*** RECORDS FOR THIS EXERCISE Section Begins ***

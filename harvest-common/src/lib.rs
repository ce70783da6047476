//! Common types and utilities shared across the harvest crates.
//!
//! This crate holds the shared error type and the observability helpers used by
//! every binary and integration test in the workspace. It stays small so that all
//! crates can depend on it without pulling in the HTTP or storage stacks.
//!
//! # Overview
//!
//! - [`observability`]: centralised tracing/logging initialisation
//! - [`HarvestError`] and [`Result`]: shared error handling
//!
//! # Examples
//!
//! ```rust
//! use harvest_common::HarvestError;
//!
//! let err = HarvestError::Config("twitter.bearer_token is empty".into());
//! assert_eq!(
//!     err.to_string(),
//!     "Configuration error: twitter.bearer_token is empty"
//! );
//! ```
pub mod observability;

/// Error types used across a harvest run.
#[derive(thiserror::Error, Debug)]
pub enum HarvestError {
    /// Configuration was incomplete or invalid.
    #[error("Configuration error: {0}")]
    Config(String),

    /// Search, pagination or serialization failed; the whole cause chain is kept.
    #[error("Social error: {0:#}")]
    Social(#[from] anyhow::Error),

    /// The document store rejected or could not receive a document.
    #[error("Store error: {0}")]
    Store(String),
}

/// Convenient alias for results that use [`HarvestError`].
pub type Result<T> = std::result::Result<T, HarvestError>;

*** RECORDS FOR THIS EXERCISE Section Ends ***

TASK DESCRIPTION —
The answer should be all the entries, restated with no word changed.

ANSWER —
filename harvest-common/src/lib.rs
repository ce70783da6047476
//! Common types and utilities shared across the harvest crates.
//!
//! This crate holds the shared error type and the observability helpers used by
//! every binary and integration test in the workspace. It stays small so that all
//! crates can depend on it without pulling in the HTTP or storage stacks.
//!
//! # Overview
//!
//! - [`observability`]: centralised tracing/logging initialisation
//! - [`HarvestError`] and [`Result`]: shared error handling
//!
//! # Examples
//!
//! ```rust
//! use harvest_common::HarvestError;
//!
//! let err = HarvestError::Config("twitter.bearer_token is empty".into());
//! assert_eq!(
//!     err.to_string(),
//!     "Configuration error: twitter.bearer_token is empty"
//! );
//! ```
pub mod observability;

/// Error types used across a harvest run.
#[derive(thiserror::Error, Debug)]
pub enum HarvestError {
    /// Configuration was incomplete or invalid.
    #[error("Configuration error: {0}")]
    Config(String),

    /// Search, pagination or serialization failed; the whole cause chain is kept.
    #[error("Social error: {0:#}")]
    Social(#[from] anyhow::Error),

    /// The document store rejected or could not receive a document.
    #[error("Store error: {0}")]
    Store(String),
}

/// Convenient alias for results that use [`HarvestError`].
pub type Result<T> = std::result::Result<T, HarvestError>;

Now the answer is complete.